Orit Halpern visits the blasted grounds of a Canadian gold-mine to understand how mines work as convergence points of speculation, engineering, information, and futures and derivatives trading.

In the Northern Quebec region of Abitibi lies the Malartic gold mine, the largest open-pit gold mine in Canada. Standing at the edge of this 4km-wide hole in the earth, one can envision what it might mean to inhabit another planet. For this is an inorganic environment—a place where Earth is being literally turned inside out. We may speak of the planet in terms of care, life, and love, but in reality almost all the Earth (beneath the very thin strata of topsoil upon which the biosphere rests) is violently antipathetic to carbon-based life forms. At sites like Malartic, metals and minerals meet with life-sustaining substances such as water and air to create acids and poisons destructive to the biological environment. Yet if the mine is a place where gold is brought up from ancient and deadly underworlds, it is also the inception point for a world of technical assemblages, profit, and various bets on the future. As such, mines are more than just holes in the earth. They are chokepoints of both the subsurface and the surface, and of the past and the future: a narrow aperture between below-ground matters forged millions of years prior and above-ground dynamics constitutive of present and future life.

Logistics

“Quebec is for mining what Switzerland is for banking … a free-trade zone,” the geo-engineer in charge of monitoring hydrology and environmental toxicity confided to me. There are many mines along the Canadian Shield, a vast expense that stretches across Canada up to the Arctic. Millions of years ago a glacier swept out the top levels of the earth, leaving minerals and metals exposed and ripe for picking. But the pickings are no longer quite so ripe. “There is no more easy mining on earth,” a geologist at the site, Dr. Mostafa Benzaazoua, informed me. All the metals and energy sources on Earth will be depleted, he predicted, by 2155, even if we account for improvements in technology. While heat used to be used in extraction, mining corporations today have turned to chemistry—for gold, to cyanide—to bind with the ore and remove it from the waste rock. But this leaves dangerous residues that must be managed carefully through toxic tailings ponds that themselves become sites of new forms of speculation. All of this must happen within the relatively short time concessions last, driving a 24/7 effort to derive more value from a site. Amid this convergence of capital, machinery, information, and materials, chemistry and logistics are formative of an alchemy—turning rocks into markets.[1]
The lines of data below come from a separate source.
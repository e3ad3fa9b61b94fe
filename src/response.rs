//! Response helpers: stored records, empty successes and paged listings.

use crate::service::Page;
use crate::store::TableEntity;
use axum::{http::StatusCode, Json};
use serde::ser::SerializeMap;
use serde::{Serialize, Serializer};

pub fn success_ok<T: Serialize>(data: T) -> (StatusCode, Json<T>) {
    (StatusCode::OK, Json(data))
}

pub fn success_empty() -> StatusCode {
    StatusCode::OK
}

/// A page of records under a kind-specific key (`cards`, `topics`, `modules`) plus `continuationToken`,
/// which is null once the partition is exhausted.
pub struct PageBody {
    pub items_key: &'static str,
    pub page: Page,
}

impl Serialize for PageBody {
    fn serialize<S: Serializer>(&self, serializer: S) -> Result<S::Ok, S::Error> {
        let mut map = serializer.serialize_map(Some(2))?;
        map.serialize_entry(self.items_key, &self.page.records)?;
        map.serialize_entry("continuationToken", &self.page.continuation_token)?;
        map.end()
    }
}

pub fn success_page(items_key: &'static str, page: Page) -> (StatusCode, Json<PageBody>) {
    success_ok(PageBody { items_key, page })
}

pub fn success_record(record: TableEntity) -> (StatusCode, Json<TableEntity>) {
    success_ok(record)
}

#[cfg(test)]
mod tests {
    use super::*;
    use crate::store::ContinuationToken;
    use serde_json::json;

    #[test]
    fn test_page_body_shape() {
        let body = PageBody {
            items_key: "cards",
            page: Page::default(),
        };
        assert_eq!(serde_json::to_value(&body).unwrap(), json!({"cards": [], "continuationToken": null}));

        let body = PageBody {
            items_key: "topics",
            page: Page {
                records: Vec::new(),
                continuation_token: Some(ContinuationToken {
                    partition_key: Some("m".into()),
                    row_key: Some("t".into()),
                }),
            },
        };
        assert_eq!(
            serde_json::to_value(&body).unwrap(),
            json!({"topics": [], "continuationToken": {"PartitionKey": "m", "RowKey": "t"}})
        );
    }
}
//! End-to-end route tests against the in-memory store and a canned generator.

use async_trait::async_trait;
use axum::body::{to_bytes, Body};
use axum::http::{Method, Request, StatusCode};
use axum::Router;
use serde_json::{json, Value};
use std::sync::Arc;
use tower::ServiceExt;
use vocard::generation::GenerationError;
use vocard::{app, AppState, MemoryTableStore, TextGenerator};

struct CannedGenerator;

#[async_trait]
impl TextGenerator for CannedGenerator {
    async fn define_word(&self, word: &str, topic: Option<&str>) -> Result<Value, GenerationError> {
        Ok(json!({
            "definitions": [{
                "word": word,
                "partOfSpeech": "noun",
                "definition": format!("definition of {}", word),
                "context": topic,
            }]
        }))
    }

    async fn list_vocabulary(&self, topic: &str) -> Result<Vec<String>, GenerationError> {
        if topic == "broken" {
            return Err(GenerationError::Malformed("missing 'vocabularies' array".into()));
        }
        Ok(vec!["apple".into(), "bread".into()])
    }
}

fn test_app() -> Router {
    let state = AppState::new(Arc::new(MemoryTableStore::new()), Arc::new(CannedGenerator));
    app(state, 64 * 1024)
}

async fn send(app: &Router, method: Method, uri: &str, body: Option<Value>) -> (StatusCode, Value) {
    let builder = Request::builder().method(method).uri(uri);
    let request = match body {
        Some(v) => builder
            .header("content-type", "application/json")
            .body(Body::from(v.to_string()))
            .unwrap(),
        None => builder.body(Body::empty()).unwrap(),
    };
    let response = app.clone().oneshot(request).await.unwrap();
    let status = response.status();
    let bytes = to_bytes(response.into_body(), usize::MAX).await.unwrap();
    let value = if bytes.is_empty() {
        Value::Null
    } else {
        serde_json::from_slice(&bytes).unwrap()
    };
    (status, value)
}

async fn send_raw(app: &Router, method: Method, uri: &str, body: &'static str) -> (StatusCode, Value) {
    let request = Request::builder().method(method).uri(uri).body(Body::from(body)).unwrap();
    let response = app.clone().oneshot(request).await.unwrap();
    let status = response.status();
    let bytes = to_bytes(response.into_body(), usize::MAX).await.unwrap();
    let value = serde_json::from_slice(&bytes).unwrap_or(Value::Null);
    (status, value)
}

fn card(topic: &str, word: &str) -> Value {
    json!({"topic": topic, "word": word, "partOfSpeech": "noun", "definition": format!("a {}", word)})
}

#[tokio::test]
async fn test_create_card_then_list_topic() {
    let app = test_app();
    let (status, created) = send(&app, Method::POST, "/cards/create", Some(card("Food", "apple"))).await;
    assert_eq!(status, StatusCode::OK);
    assert_eq!(created["PartitionKey"], "food");
    assert_eq!(created["word"], "apple");
    assert!(created["RowKey"].as_str().unwrap().len() >= 32);

    let (status, page) = send(&app, Method::GET, "/cards/food", None).await;
    assert_eq!(status, StatusCode::OK);
    assert_eq!(page["cards"].as_array().unwrap().len(), 1);
    assert_eq!(page["cards"][0]["RowKey"], created["RowKey"]);
    assert_eq!(page["continuationToken"], Value::Null);
}

#[tokio::test]
async fn test_partition_keyed_create_is_listable() {
    let app = test_app();
    let (status, created) = send(&app, Method::POST, "/cards/create", Some(card("Create", "make"))).await;
    assert_eq!(status, StatusCode::OK);
    assert_eq!(created["PartitionKey"], "create");

    let (status, page) = send(&app, Method::GET, "/cards/create?pageSize=5", None).await;
    assert_eq!(status, StatusCode::OK);
    assert_eq!(page["cards"].as_array().unwrap().len(), 1);
    assert_eq!(page["cards"][0]["word"], "make");

    let (status, topic) = send(
        &app,
        Method::POST,
        "/topics/create",
        Some(json!({"module": "Create", "title": "x"})),
    )
    .await;
    assert_eq!(status, StatusCode::OK);
    assert_eq!(topic["PartitionKey"], "create");

    let (status, page) = send(&app, Method::GET, "/topics/create", None).await;
    assert_eq!(status, StatusCode::OK);
    assert_eq!(page["topics"].as_array().unwrap().len(), 1);
    assert_eq!(page["topics"][0]["RowKey"], "x");
}

#[tokio::test]
async fn test_card_pagination_with_continuation_token() {
    let app = test_app();
    for word in ["apple", "banana", "cherry"] {
        let (status, _) = send(&app, Method::POST, "/cards/create", Some(card("Food", word))).await;
        assert_eq!(status, StatusCode::OK);
    }

    let mut uri = "/cards/food?pageSize=1".to_string();
    let mut words = Vec::new();
    for i in 0..3 {
        let (status, page) = send(&app, Method::GET, &uri, None).await;
        assert_eq!(status, StatusCode::OK);
        let cards = page["cards"].as_array().unwrap();
        assert_eq!(cards.len(), 1);
        words.push(cards[0]["word"].as_str().unwrap().to_string());
        let token = &page["continuationToken"];
        if i < 2 {
            assert!(token.is_object(), "expected a token on page {}", i);
            let url = reqwest::Url::parse_with_params(
                "http://localhost/cards/food",
                &[("pageSize", "1".to_string()), ("continuationToken", token.to_string())],
            )
            .unwrap();
            uri = format!("{}?{}", url.path(), url.query().unwrap());
        } else {
            assert_eq!(*token, Value::Null);
        }
    }
    words.sort();
    assert_eq!(words, ["apple", "banana", "cherry"]);
}

#[tokio::test]
async fn test_list_rejects_malformed_paging_input() {
    let app = test_app();
    let (status, _) = send(&app, Method::GET, "/cards/food?continuationToken=%7Bnope", None).await;
    assert_eq!(status, StatusCode::BAD_REQUEST);
    let (status, _) = send(&app, Method::GET, "/cards/food?pageSize=abc", None).await;
    assert_eq!(status, StatusCode::BAD_REQUEST);
}

#[tokio::test]
async fn test_card_validation_names_missing_keys() {
    let app = test_app();
    let (status, body) = send(
        &app,
        Method::POST,
        "/cards/create",
        Some(json!({"topic": "food", "word": "apple"})),
    )
    .await;
    assert_eq!(status, StatusCode::BAD_REQUEST);
    let message = body["error"]["message"].as_str().unwrap();
    assert!(message.contains("partOfSpeech"), "{}", message);
    assert!(message.contains("definition"), "{}", message);
    assert_eq!(body["error"]["code"], "validation_error");
}

#[tokio::test]
async fn test_module_title_type_is_checked() {
    let app = test_app();
    let (status, body) = send(&app, Method::POST, "/modules/create", Some(json!({"title": 123}))).await;
    assert_eq!(status, StatusCode::BAD_REQUEST);
    assert_eq!(body["error"]["message"], "title must be a string");
}

#[tokio::test]
async fn test_body_must_be_json_object() {
    let app = test_app();
    let (status, _) = send(&app, Method::POST, "/modules/create", Some(json!(["title"]))).await;
    assert_eq!(status, StatusCode::BAD_REQUEST);
}

#[tokio::test]
async fn test_extra_fields_persist_and_reserved_keys_are_ignored() {
    let app = test_app();
    let (status, created) = send(
        &app,
        Method::POST,
        "/modules/create",
        Some(json!({"title": "Everyday English", "level": "A1", "order": 2, "PartitionKey": "elsewhere"})),
    )
    .await;
    assert_eq!(status, StatusCode::OK);
    assert_eq!(created["PartitionKey"], "default");
    assert_eq!(created["RowKey"], "everyday_english");
    assert_eq!(created["level"], "A1");
    assert_eq!(created["order"], 2);

    let (_, page) = send(&app, Method::GET, "/modules", None).await;
    assert_eq!(page["modules"][0]["order"], 2);
}

#[tokio::test]
async fn test_duplicate_module_is_conflict() {
    let app = test_app();
    let (status, _) = send(&app, Method::POST, "/modules/create", Some(json!({"title": "Food!"}))).await;
    assert_eq!(status, StatusCode::OK);
    let (status, body) = send(&app, Method::POST, "/modules/create", Some(json!({"title": "Food?"}))).await;
    assert_eq!(status, StatusCode::CONFLICT);
    assert_eq!(body["error"]["code"], "conflict");
}

#[tokio::test]
async fn test_topic_update_and_title_immutability() {
    let app = test_app();
    let (status, topic) = send(
        &app,
        Method::POST,
        "/topics/create",
        Some(json!({"module": "Everyday English", "title": "Fruits"})),
    )
    .await;
    assert_eq!(status, StatusCode::OK);
    assert_eq!(topic["PartitionKey"], "everyday_english");
    assert_eq!(topic["RowKey"], "fruits");

    let (status, updated) = send(
        &app,
        Method::PUT,
        "/topics/everyday_english/fruits/change",
        Some(json!({"module": "Everyday English", "title": "Fruits", "description": "sweet things"})),
    )
    .await;
    assert_eq!(status, StatusCode::OK);
    assert_eq!(updated["description"], "sweet things");

    let (status, body) = send(
        &app,
        Method::PUT,
        "/topics/everyday_english/fruits/change",
        Some(json!({"module": "Everyday English", "title": "Vegetables"})),
    )
    .await;
    assert_eq!(status, StatusCode::BAD_REQUEST);
    assert_eq!(body["error"]["message"], "Changing topic title is not allowed.");

    let (_, page) = send(&app, Method::GET, "/topics/everyday_english", None).await;
    assert_eq!(page["topics"].as_array().unwrap().len(), 1);
    assert_eq!(page["topics"][0]["description"], "sweet things");
}

#[tokio::test]
async fn test_card_change_and_delete() {
    let app = test_app();
    let (_, created) = send(&app, Method::POST, "/cards/create", Some(card("Food", "apple"))).await;
    let row_key = created["RowKey"].as_str().unwrap().to_string();

    let mut changed = card("Food", "apple");
    changed["meaningVi"] = json!("quả táo");
    let (status, updated) = send(
        &app,
        Method::PUT,
        &format!("/cards/food/{}/change", row_key),
        Some(changed),
    )
    .await;
    assert_eq!(status, StatusCode::OK);
    assert_eq!(updated["meaningVi"], "quả táo");
    assert_eq!(updated["RowKey"], row_key.as_str());

    let (status, body) = send(&app, Method::DELETE, &format!("/cards/food/{}/delete", row_key), None).await;
    assert_eq!(status, StatusCode::OK);
    assert_eq!(body, Value::Null);

    let (_, page) = send(&app, Method::GET, "/cards/food", None).await;
    assert!(page["cards"].as_array().unwrap().is_empty());
}

#[tokio::test]
async fn test_deleted_module_update_is_not_found() {
    let app = test_app();
    send(&app, Method::POST, "/modules/create", Some(json!({"title": "Basics"}))).await;
    let (status, _) = send(&app, Method::DELETE, "/modules/basics/delete", None).await;
    assert_eq!(status, StatusCode::OK);

    let (status, body) = send(
        &app,
        Method::PUT,
        "/modules/basics/change",
        Some(json!({"title": "Basics"})),
    )
    .await;
    assert_eq!(status, StatusCode::NOT_FOUND);
    assert_eq!(body, Value::Null);

    let (status, _) = send(&app, Method::DELETE, "/modules/basics/delete", None).await;
    assert_eq!(status, StatusCode::NOT_FOUND);
}

#[tokio::test]
async fn test_change_of_missing_record_is_not_found_before_body_checks() {
    let app = test_app();
    let (status, body) = send_raw(&app, Method::PUT, "/modules/ghost/change", "").await;
    assert_eq!(status, StatusCode::NOT_FOUND);
    assert_eq!(body, Value::Null);
    let (status, _) = send_raw(&app, Method::PUT, "/topics/m/ghost/change", "not json").await;
    assert_eq!(status, StatusCode::NOT_FOUND);
    let (status, _) = send_raw(&app, Method::PUT, "/cards/food/ghost/change", "[1]").await;
    assert_eq!(status, StatusCode::NOT_FOUND);

    send(&app, Method::POST, "/modules/create", Some(json!({"title": "Basics"}))).await;
    let (status, body) = send_raw(&app, Method::PUT, "/modules/basics/change", "").await;
    assert_eq!(status, StatusCode::BAD_REQUEST);
    assert_eq!(body["error"]["message"], "bad request: Please pass a JSON object in the request body");
}

#[tokio::test]
async fn test_generate_definitions() {
    let app = test_app();
    let (status, body) = send(&app, Method::POST, "/definitions/gen", Some(json!({"topic": "food"}))).await;
    assert_eq!(status, StatusCode::BAD_REQUEST);
    assert!(body["error"]["message"].as_str().unwrap().contains("Please provide a word"));

    let (status, body) = send(
        &app,
        Method::POST,
        "/definitions/gen",
        Some(json!({"word": "apple", "topic": "food"})),
    )
    .await;
    assert_eq!(status, StatusCode::OK);
    assert_eq!(body["definitions"][0]["word"], "apple");
    assert_eq!(body["definitions"][0]["context"], "food");

    let (status, body) = send(
        &app,
        Method::POST,
        "/definitions/gen",
        Some(json!({"word": "apple", "topic": ""})),
    )
    .await;
    assert_eq!(status, StatusCode::OK);
    assert_eq!(body["definitions"][0]["context"], Value::Null);

    let (status, body) = send(&app, Method::POST, "/definitions/gen", Some(json!({"word": null}))).await;
    assert_eq!(status, StatusCode::BAD_REQUEST);
    assert_eq!(body["error"]["message"], "bad request: word must be a string");
}

#[tokio::test]
async fn test_generate_vocabularies() {
    let app = test_app();
    let (status, body) = send(&app, Method::POST, "/vocabularies/gen", Some(json!({"topic": "food"}))).await;
    assert_eq!(status, StatusCode::OK);
    assert_eq!(body, json!({"topic": "food", "vocabularies": ["apple", "bread"]}));

    let (status, body) = send(&app, Method::POST, "/vocabularies/gen", Some(json!({"topic": "broken"}))).await;
    assert_eq!(status, StatusCode::BAD_GATEWAY);
    assert_eq!(body["error"]["code"], "generation_error");
}

#[tokio::test]
async fn test_health_and_ready() {
    let app = test_app();
    let (status, body) = send(&app, Method::GET, "/health", None).await;
    assert_eq!(status, StatusCode::OK);
    assert_eq!(body["status"], "ok");
    let (status, body) = send(&app, Method::GET, "/ready", None).await;
    assert_eq!(status, StatusCode::OK);
    assert_eq!(body["store"], "ok");
}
Caterpillar trucks at Malartic Mine.

Caterpillar trucks at Malartic Mine. Garrett Lockhart

The mine extracts 55,000 tons of rock a day. This rock is moved, tested, and then separated into ore rock and waste rock. The rock with ore will go to a processing plant that will remove the gold, while the rest is immediately laid to rest in, according to mine employees, the 20km of tailing ponds that lie behind the installation. Vast machines, choreographed by Caterpillar software, lumber through the space carrying their rocks in perfect time. Each truck costs $3 million, each tire is 11 feet high and costs $42,000 to replace. The tires last eight hours of driving. The mine has a short life. It is anticipated to only last another 15 years (making its lifespan 27 years). With concessions expiring and ore running out, such time scales are paltry in comparison to the geological formations the mine has unearthed, and the vast new territory it has produced.

Tailing Ponds at the Malartic Mine.

Tailing Ponds at the Malartic Mine. Orit Halpern

To avoid immediately killing wildlife, water from the mine must be treated to raise its pH from 2-3 to 5-6. Here treated water is released into the boreal forest.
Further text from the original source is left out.